For example, in 2006, emerging-market debt gave investors a return of around 12 per cent. The performance beat the 3 per cent return for US government bonds in the same year. Moreover, emerging-market debt has almost consistently outperformed international stocks over the past ten years. Whereas the average return for emerging-market bond funds over the past five years has been 40 per cent, US equity indices have only returned 20 per cent. In 2007, emerging-market bonds returned some 35 per cent and J. P. Morgan’s EMBI+ index of such bonds performed better against American government bonds by 15 per cent. Over a longer timeframe – say an eighteen-month to two-year window – experienced portfolio managers can make significant returns, averaging 25–30 per cent per annum.

More generally, historically, choosing to invest in the bonds of relatively underdeveloped economies instead of home bonds has paid off. The evidence of ten countries suggests that investors made higher returns on bond lending to foreign countries than in safer home governments; despite the former’s wars and recessions, foreign bondholders got a net return premium of 0.44 per cent per annum on all bonds outstanding at any time between 1850 and about 1970.

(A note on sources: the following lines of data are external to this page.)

/// Describes a single attribute in a schema.
#[derive(Debug, Clone, PartialEq, Serialize, Deserialize)]
pub struct Attribute {
    /// The type of the attribute.
    #[serde(rename = "type")]
    pub attr_type: AttributeType,
    /// Flags describing how the attribute can be used.
    #[serde(flatten)]
    pub flags: AttributeFlags,
    /// Human-readable description of the attribute.
    #[serde(skip_serializing_if = "Option::is_none")]
    pub description: Option<String>,
    /// If set, changing this attribute forces resource replacement.
    #[serde(default)]
    pub force_new: bool,
    /// Default value for the attribute.
    #[serde(skip_serializing_if = "Option::is_none")]
    pub default: Option<serde_json::Value>,
    /// Environment variable consulted when the attribute is absent from
    /// configuration, before `default` applies.
    #[serde(skip_serializing_if = "Option::is_none")]
    pub env_default: Option<String>,
}

impl Attribute {
    /// Create a new attribute with the given type and flags.
    pub fn new(attr_type: AttributeType, flags: AttributeFlags) -> Self {
        Self {
            attr_type,
            flags,
            description: None,
            force_new: false,
            default: None,
            env_default: None,
        }
    }

    /// Create a required string attribute.
    pub fn required_string() -> Self {
        Self::new(AttributeType::String, AttributeFlags::required())
    }

    /// Create an optional string attribute.
    pub fn optional_string() -> Self {
        Self::new(AttributeType::String, AttributeFlags::optional())
    }

    /// Create a computed string attribute.
    pub fn computed_string() -> Self {
        Self::new(AttributeType::String, AttributeFlags::computed())
    }

    /// Create an optional int64 attribute.
    pub fn optional_int64() -> Self {
        Self::new(AttributeType::Int64, AttributeFlags::optional())
    }

    /// Create an optional bool attribute.
    pub fn optional_bool() -> Self {
        Self::new(AttributeType::Bool, AttributeFlags::optional())
    }

    /// Set the description for this attribute.
    pub fn with_description(mut self, description: impl Into<String>) -> Self {
        self.description = Some(description.into());
        self
    }

    /// Mark this attribute as forcing resource replacement when changed.
    pub fn force_new(mut self) -> Self {
        self.force_new = true;
        self
    }

    /// Set a default value for this attribute.
    pub fn with_default(mut self, default: serde_json::Value) -> Self {
        self.default = Some(default);
        self
    }

    /// Default the attribute from an environment variable when it is not
    /// set in configuration.
    pub fn with_env_default(mut self, var: impl Into<String>) -> Self {
        self.env_default = Some(var.into());
        self
    }

    /// Mark this attribute as sensitive.
    pub fn sensitive(mut self) -> Self {
        self.flags.sensitive = true;
        self
    }
}

/// The nesting mode for a block.
#[derive(Debug, Clone, Copy, PartialEq, Eq, Serialize, Deserialize, Default)]
#[serde(rename_all = "snake_case")]
pub enum BlockNestingMode {
    /// A single nested block (at most one).
    #[default]
    Single,
    /// A list of nested blocks (zero or more, ordered).
    List,
    /// A set of nested blocks (zero or more, unordered, unique).
    Set,
}

/// A nested block within a schema.
///
/// Blocks describe complex repeated structures with their own attributes
/// (e.g. the `ip_pools` entries of a subnet).
#[derive(Debug, Clone, PartialEq, Serialize, Deserialize)]
pub struct Block {
    /// The attributes within this block.
    #[serde(default, skip_serializing_if = "HashMap::is_empty")]
    pub attributes: HashMap<String, Attribute>,
    /// Nested blocks within this block.
    #[serde(default, skip_serializing_if = "HashMap::is_empty")]
    pub blocks: HashMap<String, NestedBlock>,
    /// Human-readable description of the block.
    #[serde(skip_serializing_if = "Option::is_none")]
    pub description: Option<String>,
}

impl Block {
    /// Create a new empty block.
    pub fn new() -> Self {
        Self {
            attributes: HashMap::new(),
            blocks: HashMap::new(),
            description: None,
        }
    }

    /// Add an attribute to this block.
    pub fn with_attribute(mut self, name: impl Into<String>, attr: Attribute) -> Self {
        self.attributes.insert(name.into(), attr);
        self
    }

    /// Add a nested block to this block.
    pub fn with_block(mut self, name: impl Into<String>, block: NestedBlock) -> Self {
        self.blocks.insert(name.into(), block);
        self
    }
}

impl Default for Block {
    fn default() -> Self {
        Self::new()
    }
}

/// A nested block with its nesting mode and constraints.
#[derive(Debug, Clone, PartialEq, Serialize, Deserialize)]
pub struct NestedBlock {
    /// The block definition.
    #[serde(flatten)]
    pub block: Block,
    /// How the block is nested (single, list, set).
    #[serde(default)]
    pub nesting_mode: BlockNestingMode,
    /// Minimum number of blocks required.
    #[serde(default)]
    pub min_items: u32,
    /// Maximum number of blocks allowed (0 = unlimited).
    #[serde(default)]
    pub max_items: u32,
}

impl NestedBlock {
    /// Create a single nested block (0 or 1 allowed).
    pub fn single(block: Block) -> Self {
        Self {
            block,
            nesting_mode: BlockNestingMode::Single,
            min_items: 0,
            max_items: 1,
        }
    }

    /// Create a list of nested blocks.
    pub fn list(block: Block) -> Self {
        Self {
            block,
            nesting_mode: BlockNestingMode::List,
            min_items: 0,
            max_items: 0,
        }
    }

    /// Create a set of nested blocks.
    pub fn set(block: Block) -> Self {
        Self {
            block,
            nesting_mode: BlockNestingMode::Set,
            min_items: 0,
            max_items: 0,
        }
    }
}

/// Schema for a resource type or the provider configuration.
#[derive(Debug, Clone, PartialEq, Serialize, Deserialize)]
pub struct Schema {
    /// The version of this schema (for state upgrades).
    #[serde(default)]
    pub version: u64,
    /// The root block containing all attributes and nested blocks.
    #[serde(flatten)]
    pub block: Block,
}

impl Schema {
    /// Create a new schema with the given version.
    pub fn new(version: u64) -> Self {
        Self {
            version,
            block: Block::new(),
        }
    }

    /// Create a schema at version 0.
    pub fn v0() -> Self {
        Self::new(0)
    }

    /// Add an attribute to the schema.
    pub fn with_attribute(mut self, name: impl Into<String>, attr: Attribute) -> Self {
        self.block.attributes.insert(name.into(), attr);
        self
    }

    /// Add a nested block to the schema.
    pub fn with_block(mut self, name: impl Into<String>, block: NestedBlock) -> Self {
        self.block.blocks.insert(name.into(), block);
        self
    }

    /// Fill absent top-level attributes from their environment variable or
    /// static default.
    ///
    /// Resolution order per attribute: configured value, then the
    /// `env_default` variable when set and present in the environment,
    /// then the static `default`. Environment values are coerced to the
    /// attribute type; a value that cannot be coerced is a validation
    /// error naming the variable.
    pub fn apply_defaults(&self, value: &mut serde_json::Value) -> Result<(), ProviderError> {
        let obj = match value.as_object_mut() {
            Some(obj) => obj,
            None => return Ok(()),
        };

        for (name, attr) in &self.block.attributes {
            let missing = matches!(obj.get(name), None | Some(serde_json::Value::Null));
            if !missing {
                continue;
            }

            if let Some(var) = &attr.env_default {
                if let Ok(raw) = std::env::var(var) {
                    obj.insert(name.clone(), coerce_env_value(&attr.attr_type, var, &raw)?);
                    continue;
                }
            }

            if let Some(default) = &attr.default {
                obj.insert(name.clone(), default.clone());
            }
        }

        Ok(())
    }
}

fn coerce_env_value(
    attr_type: &AttributeType,
    var: &str,
    raw: &str,
) -> Result<serde_json::Value, ProviderError> {
    match attr_type {
        AttributeType::String => Ok(serde_json::Value::String(raw.to_string())),
        AttributeType::Int64 => raw
            .parse::<i64>()
            .map(serde_json::Value::from)
            .map_err(|_| {
                ProviderError::Validation(format!("{var} must be an integer, got {raw:?}"))
            }),
        AttributeType::Bool => raw
            .parse::<bool>()
            .map(serde_json::Value::from)
            .map_err(|_| {
                ProviderError::Validation(format!("{var} must be a boolean, got {raw:?}"))
            }),
        _ => Err(ProviderError::Validation(format!(
            "{var} cannot default a collection attribute"
        ))),
    }
}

Third, investing in the broader class of emerging markets can enhance portfolio diversification. The notion of portfolio diversification is at the core of asset management. It pertains to the need to spread your risks and rewards across investments. In essence, you diversify a portfolio to garner the same amount of returns for a reduced amount of risk. A very basic example of the diversification concept is illustrated by two separate islands, one that produces umbrellas and another that produces sunscreen. If you were to invest only in the island that produces umbrellas, you would make a fortune when it was unseasonably wet, but you would do poorly when it was a very dry year. Conversely, were you to only invest in the island that manufactures sunscreen, you would make a killing in the year when rainfall was extremely low, but would fare poorly if it were a very wet year. However, an investment in both islands could ensure you made money regardless of the climate, thereby reducing the risk to your investment (and, of course, to your expected return).

In a similar vein, portfolio managers look to spread their risk and maximize their returns by choosing across a wide variety of options. Emerging economies (and African investments as well) offer a way for portfolio managers to improve their performance.

Like the sunscreen and umbrella islands, emerging markets and developed markets are so disparate that the opportunity to enhance a portfolio’s performance by having some exposure to both markets is considerable; smoothing out the risks and enhancing the returns.

In the past, research has found that emerging-market debt (broadly as a group, as well as for individual countries) has low (and sometimes even negative) correlations with other major asset classes. To put it simply, emerging-market investments tend to fare well when other asset classes (say, developed-market stocks and bonds) fare less well. Indeed, the correlation of key emerging-market spreads (the difference between the risk-free rate and the rate charged to a riskier concern) and US bond returns is typically negative – moving in the same direction when the global economy is universally bad.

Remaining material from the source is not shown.